START Data records

//! Transport abstraction for the RPC connection.
//!
//! The connection drives exactly one transport at a time: `connect`, any
//! number of `roundtrip`s over the established channel, and `close` when the
//! handle goes bad or the caller is done. Failures are plain `io::Error`s —
//! the connection decides what is retried; the transport only moves bytes.
//!
//! [`HttpTransport`](crate::http::HttpTransport) is the production
//! implementation; tests drive the connection state machine through fakes.

use std::io;

/// One outgoing request as assembled by the connection.
///
/// `headers` carries only the protocol headers (codec id, keep-alive hint,
/// authorization); transport-level plumbing such as `Host` and
/// `Content-Length` is the transport's own business.
#[derive(Debug)]
pub struct WireRequest<'a> {
    /// URL path of the RPC endpoint
    pub path: &'a str,
    /// Protocol headers, in emission order
    pub headers: &'a [(&'static str, String)],
    /// Serialized call envelope
    pub body: &'a str,
}

/// A single-request/single-response channel to the server.
pub trait Transport {
    /// Establishes the underlying channel.
    ///
    /// Idempotent: connecting an already-connected transport is a no-op.
    fn connect(&mut self) -> io::Result<()>;

    /// Sends one serialized envelope and reads back the raw reply text.
    ///
    /// Blocks until the full response payload is available or the transport's
    /// timeout elapses.
    fn roundtrip(&mut self, request: &WireRequest<'_>) -> io::Result<String>;

    /// Discards the underlying channel.
    fn close(&mut self);
}
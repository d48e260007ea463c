//! Call envelope types and wire serialization.
//!
//! A call travels as a two-part JSON envelope: a `header` carrying the call
//! identifier and message-type tag, and a `cbody` naming the target service,
//! method and parameters.
//!
//! # Wire Compatibility
//!
//! Servers are known to parse the envelope text positionally rather than
//! through the JSON object model, so field order is part of the protocol:
//! `header` precedes `cbody`, `xid` precedes `msgType`, and `service`,
//! `method`, `params` appear in that order. Struct field declaration order
//! below is therefore load-bearing — serde serializes fields in declaration
//! order. A call with no arguments emits `"params":[]`, never an empty
//! object.

use serde::Serialize;
use serde_json::value::RawValue;

use crate::protocol::error::Result;

/// Message-type tag marking an envelope as a call.
pub const MSG_TYPE_CALL: u32 = 0;

/// Message-type tag marking an envelope as a reply.
///
/// Emitted by servers only; the client never sends it. Kept here so both
/// tags of the enumeration are named.
pub const MSG_TYPE_REPLY: u32 = 1;

/// Per-call identifier assigned by the connection.
pub type CallId = u64;

/// Envelope header: call identifier plus message-type tag.
#[derive(Debug, Clone, Serialize)]
pub struct CallHeader {
    /// Call identifier, unique and strictly increasing per connection
    pub xid: CallId,
    /// Message-type tag (always [`MSG_TYPE_CALL`] for outgoing envelopes)
    #[serde(rename = "msgType")]
    pub msg_type: u32,
}

/// Envelope body: the call target and its marshalled arguments.
#[derive(Debug, Clone, Serialize)]
pub struct CallBody {
    /// Name of the target service
    pub service: String,
    /// Name of the target method
    pub method: String,
    /// Ordered, already-serialized argument fragments
    pub params: Vec<Box<RawValue>>,
}

/// One outgoing call envelope.
///
/// Constructed fresh per call and discarded after transmission.
///
/// # Example
///
/// ```
/// use wirecall_common::protocol::CallEnvelope;
/// use wirecall_common::marshal::Params;
///
/// let mut params = Params::new();
/// params.push(&1_i64).unwrap();
/// params.push("a").unwrap();
///
/// let envelope = CallEnvelope::new(1, "svc", "m", params.into_fragments());
/// assert_eq!(
///     envelope.to_wire().unwrap(),
///     r#"{"header":{"xid":1,"msgType":0},"cbody":{"service":"svc","method":"m","params":[1,"a"]}}"#
/// );
/// ```
#[derive(Debug, Clone, Serialize)]
pub struct CallEnvelope {
    /// Envelope header
    pub header: CallHeader,
    /// Envelope body
    pub cbody: CallBody,
}

impl CallEnvelope {
    /// Builds a call envelope for `service.method` under the given `xid`.
    pub fn new(
        xid: CallId,
        service: impl Into<String>,
        method: impl Into<String>,
        params: Vec<Box<RawValue>>,
    ) -> Self {
        CallEnvelope {
            header: CallHeader {
                xid,
                msg_type: MSG_TYPE_CALL,
            },
            cbody: CallBody {
                service: service.into(),
                method: method.into(),
                params,
            },
        }
    }

    /// Serializes the envelope to its wire text.
    ///
    /// The output is compact UTF-8 JSON in the fixed field order described in
    /// the module docs.
    pub fn to_wire(&self) -> Result<String> {
        Ok(serde_json::to_string(self)?)
    }
}
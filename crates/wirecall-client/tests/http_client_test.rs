//! HTTP client integration tests.
//!
//! These drive a real [`RpcConnection`] over loopback TCP against a small
//! thread-backed HTTP server, verifying:
//! - success and server-error replies end to end
//! - keep-alive reuse of one connection across calls
//! - reconnect-and-retry when the server drops the connection
//! - retry exhaustion against a dead port
//! - protocol and Basic-Auth headers on the wire
//! - garbage replies surfacing as validation errors, unretried

use std::io::{BufRead, BufReader, Read, Write};
use std::net::{TcpListener, TcpStream};
use std::sync::atomic::{AtomicUsize, Ordering};
use std::sync::{Arc, Mutex};
use std::thread;
use std::time::Duration;

use chrono::TimeZone;
use serde_json::json;
use wirecall_client::{ConnectionConfig, ConnectionState, RpcConnection};
use wirecall_common::auth::Credentials;
use wirecall_common::marshal::Params;
use wirecall_common::protocol::WirecallError;

const SUCCESS_REPLY: &str = r#"{"rbody":{"replyStatus":0,"result":{"ok":true}}}"#;

/// One request as seen by the test server.
#[derive(Debug, Clone)]
struct Received {
    headers: Vec<(String, String)>,
    body: String,
}

impl Received {
    fn header(&self, name: &str) -> Option<&str> {
        self.headers
            .iter()
            .find(|(n, _)| n.eq_ignore_ascii_case(name))
            .map(|(_, v)| v.as_str())
    }
}

/// Minimal HTTP server answering every request with a canned reply body.
///
/// Runs on a background thread for the life of the test process. When
/// `close_after_response` is set, the server closes the connection after each
/// response, forcing the client through its reconnect path.
struct TestRpcServer {
    port: u16,
    received: Arc<Mutex<Vec<Received>>>,
    connections: Arc<AtomicUsize>,
}

impl TestRpcServer {
    fn start(reply_body: &'static str, close_after_response: bool) -> Self {
        let listener = TcpListener::bind("127.0.0.1:0").unwrap();
        let port = listener.local_addr().unwrap().port();
        let received = Arc::new(Mutex::new(Vec::new()));
        let connections = Arc::new(AtomicUsize::new(0));

        let received_in = Arc::clone(&received);
        let connections_in = Arc::clone(&connections);
        thread::spawn(move || {
            for stream in listener.incoming() {
                let Ok(stream) = stream else { break };
                connections_in.fetch_add(1, Ordering::SeqCst);
                let received = Arc::clone(&received_in);
                thread::spawn(move || {
                    serve_connection(stream, reply_body, close_after_response, &received);
                });
            }
        });

        TestRpcServer {
            port,
            received,
            connections,
        }
    }

    fn config(&self) -> ConnectionConfig {
        ConnectionConfig::new("127.0.0.1", self.port).with_timeout(Duration::from_secs(2))
    }

    fn received(&self) -> Vec<Received> {
        self.received.lock().unwrap().clone()
    }

    fn connection_count(&self) -> usize {
        self.connections.load(Ordering::SeqCst)
    }
}

fn serve_connection(
    stream: TcpStream,
    reply_body: &str,
    close_after_response: bool,
    received: &Mutex<Vec<Received>>,
) {
    let mut reader = BufReader::new(stream.try_clone().unwrap());
    let mut stream = stream;

    loop {
        let Some(request) = read_http_request(&mut reader) else {
            return;
        };
        received.lock().unwrap().push(request);

        let response = format!(
            "HTTP/1.1 200 OK\r\nContent-Type: application/json\r\nContent-Length: {}\r\n\r\n{}",
            reply_body.len(),
            reply_body
        );
        if stream.write_all(response.as_bytes()).is_err() {
            return;
        }
        if close_after_response {
            return;
        }
    }
}

fn read_http_request(reader: &mut BufReader<TcpStream>) -> Option<Received> {
    let mut request_line = String::new();
    if reader.read_line(&mut request_line).ok()? == 0 {
        return None;
    }

    let mut headers = Vec::new();
    let mut content_length = 0usize;
    loop {
        let mut line = String::new();
        if reader.read_line(&mut line).ok()? == 0 {
            return None;
        }
        let line = line.trim_end();
        if line.is_empty() {
            break;
        }
        if let Some((name, value)) = line.split_once(':') {
            let name = name.trim().to_string();
            let value = value.trim().to_string();
            if name.eq_ignore_ascii_case("content-length") {
                content_length = value.parse().unwrap_or(0);
            }
            headers.push((name, value));
        }
    }

    let mut body = vec![0u8; content_length];
    reader.read_exact(&mut body).ok()?;
    Some(Received {
        headers,
        body: String::from_utf8(body).ok()?,
    })
}

#[test]
fn test_success_round_trip_over_http() {
    let server = TestRpcServer::start(SUCCESS_REPLY, false);
    let mut conn = RpcConnection::new(server.config());

    let result = conn.request("svc", "m", Params::new()).unwrap();
    assert_eq!(result, json!({"ok": true}));
    assert_eq!(conn.state(), ConnectionState::Connected);

    let received = server.received();
    assert_eq!(received.len(), 1);
    assert_eq!(
        received[0].body,
        r#"{"header":{"xid":1,"msgType":0},"cbody":{"service":"svc","method":"m","params":[]}}"#
    );
}

#[test]
fn test_keep_alive_reuses_one_connection() {
    let server = TestRpcServer::start(SUCCESS_REPLY, false);
    let mut conn = RpcConnection::new(server.config());

    for _ in 0..3 {
        conn.request("svc", "m", Params::new()).unwrap();
    }

    assert_eq!(server.connection_count(), 1, "calls share one transport");

    let xids: Vec<u64> = server
        .received()
        .iter()
        .map(|r| {
            let parsed: serde_json::Value = serde_json::from_str(&r.body).unwrap();
            parsed["header"]["xid"].as_u64().unwrap()
        })
        .collect();
    assert_eq!(xids, vec![1, 2, 3]);
}

#[test]
fn test_reconnects_when_server_drops_connection() {
    let server = TestRpcServer::start(SUCCESS_REPLY, true);
    let mut conn = RpcConnection::new(server.config());

    // Each call succeeds; the server hangs up after every response, so the
    // client's next attempt finds a dead handle and reconnects inside its
    // retry loop.
    conn.request("svc", "m", Params::new()).unwrap();
    conn.request("svc", "m", Params::new()).unwrap();
    conn.request("svc", "m", Params::new()).unwrap();

    assert!(server.connection_count() >= 3);
    assert_eq!(conn.state(), ConnectionState::Connected);
}

#[test]
fn test_server_error_code_surfaced() {
    let server = TestRpcServer::start(r#"{"rbody":{"replyStatus":2,"result":null}}"#, false);
    let mut conn = RpcConnection::new(server.config());

    let err = conn.request("svc", "missing", Params::new()).unwrap_err();
    match err {
        WirecallError::Server { code } => assert_eq!(code, 2),
        other => panic!("expected Server error, got {:?}", other),
    }
    assert_eq!(server.received().len(), 1, "server errors are not retried");
}

#[test]
fn test_invalid_json_reply() {
    let server = TestRpcServer::start("not json", false);
    let mut conn = RpcConnection::new(server.config());

    let err = conn.request("svc", "m", Params::new()).unwrap_err();
    assert!(matches!(err, WirecallError::InvalidResponse(_)));
    assert_eq!(server.received().len(), 1);
}

#[test]
fn test_reply_without_rbody() {
    let server = TestRpcServer::start(r#"{"foo":"bar"}"#, false);
    let mut conn = RpcConnection::new(server.config());

    let err = conn.request("svc", "m", Params::new()).unwrap_err();
    assert!(matches!(err, WirecallError::MissingBody));
}

#[test]
fn test_retry_exhaustion_against_dead_port() {
    // Bind and drop a listener so the port is known-dead.
    let listener = TcpListener::bind("127.0.0.1:0").unwrap();
    let port = listener.local_addr().unwrap().port();
    drop(listener);

    let config = ConnectionConfig::new("127.0.0.1", port)
        .with_timeout(Duration::from_millis(500))
        .with_retries(3);
    let mut conn = RpcConnection::new(config);

    let err = conn.request("svc", "m", Params::new()).unwrap_err();
    match err {
        WirecallError::Transport { attempts, .. } => assert_eq!(attempts, 3),
        other => panic!("expected Transport error, got {:?}", other),
    }
    assert_eq!(conn.state(), ConnectionState::Disconnected);
}

#[test]
fn test_protocol_and_auth_headers_on_the_wire() {
    let server = TestRpcServer::start(SUCCESS_REPLY, false);
    let config = server
        .config()
        .with_credentials(Credentials::new("user", "pass"));
    let mut conn = RpcConnection::new(config);

    conn.request("svc", "m", Params::new()).unwrap();

    let received = server.received();
    let request = &received[0];
    assert_eq!(request.header("Rpc_Codec_Id"), Some("2"));
    assert_eq!(request.header("Keep-Alive"), Some("300"));
    assert_eq!(request.header("Authorization"), Some("Basic dXNlcjpwYXNz"));
    assert_eq!(request.header("Content-Type"), Some("application/json"));
}

#[test]
fn test_marshalled_params_reach_the_server() {
    let server = TestRpcServer::start(SUCCESS_REPLY, false);
    let mut conn = RpcConnection::new(server.config());

    let when = chrono::Utc
        .with_ymd_and_hms(2009, 2, 13, 23, 31, 30)
        .unwrap();
    let params = Params::new()
        .arg(&vec![1_i64, 2])
        .unwrap()
        .arg(&when)
        .unwrap();
    conn.request("svc", "m", params).unwrap();

    let received = server.received();
    assert!(
        received[0].body.contains(r#""params":[[1,2],1234567890]"#),
        "got: {}",
        received[0].body
    );
}
//! Reply envelope validation.
//!
//! A reply must be a JSON object of the shape
//! `{"rbody":{"replyStatus":<int>,"result":<any>}}`. Other top-level keys are
//! permitted and ignored. Validation runs as an ordered chain: each check is
//! attempted only after the previous one succeeds, and the first failing
//! check determines the error reported.

use serde_json::Value;

use crate::protocol::error::{Result, WirecallError};
use crate::protocol::status::ReplyStatus;

/// Validates a reply envelope and extracts its result.
///
/// Returns the value bound to `result` when `replyStatus` is zero, JSON null
/// when the server omitted `result` on success. Every malformed shape and
/// every nonzero status yields its own [`WirecallError`] variant; none of
/// them are transport conditions, so the caller must not retry on any error
/// from this function.
///
/// # Example
///
/// ```
/// use serde_json::json;
/// use wirecall_common::protocol::parse_reply;
///
/// let result = parse_reply(r#"{"rbody":{"replyStatus":0,"result":{"ok":true}}}"#).unwrap();
/// assert_eq!(result, json!({"ok": true}));
/// ```
pub fn parse_reply(text: &str) -> Result<Value> {
    let parsed: Value = match serde_json::from_str(text) {
        Ok(value) => value,
        Err(err) => return Err(WirecallError::InvalidResponse(err)),
    };

    let top = match parsed {
        Value::Object(map) => map,
        _ => return Err(WirecallError::GarbageResponse),
    };

    let rbody = match top.get("rbody") {
        Some(value) => value,
        None => return Err(WirecallError::MissingBody),
    };

    let rbody = match rbody {
        Value::Object(map) => map,
        _ => return Err(WirecallError::GarbageBody),
    };

    if !rbody.contains_key("replyStatus") && !rbody.contains_key("result") {
        return Err(WirecallError::MalformedBody);
    }

    // A missing or non-integer replyStatus leaves the outcome unknowable;
    // never guess success.
    let status = rbody
        .get("replyStatus")
        .and_then(Value::as_i64)
        .ok_or(WirecallError::InvalidStatusType)?;

    if status != ReplyStatus::Success.code() {
        return Err(WirecallError::Server { code: status });
    }

    Ok(rbody.get("result").cloned().unwrap_or(Value::Null))
}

END Data records

## Task instructions
Search term "AtomicUsize": return each line of the data that contains it.

## Response for this exercise
use std::sync::atomic::{AtomicUsize, Ordering};
    connections: Arc<AtomicUsize>,
        let connections = Arc::new(AtomicUsize::new(0));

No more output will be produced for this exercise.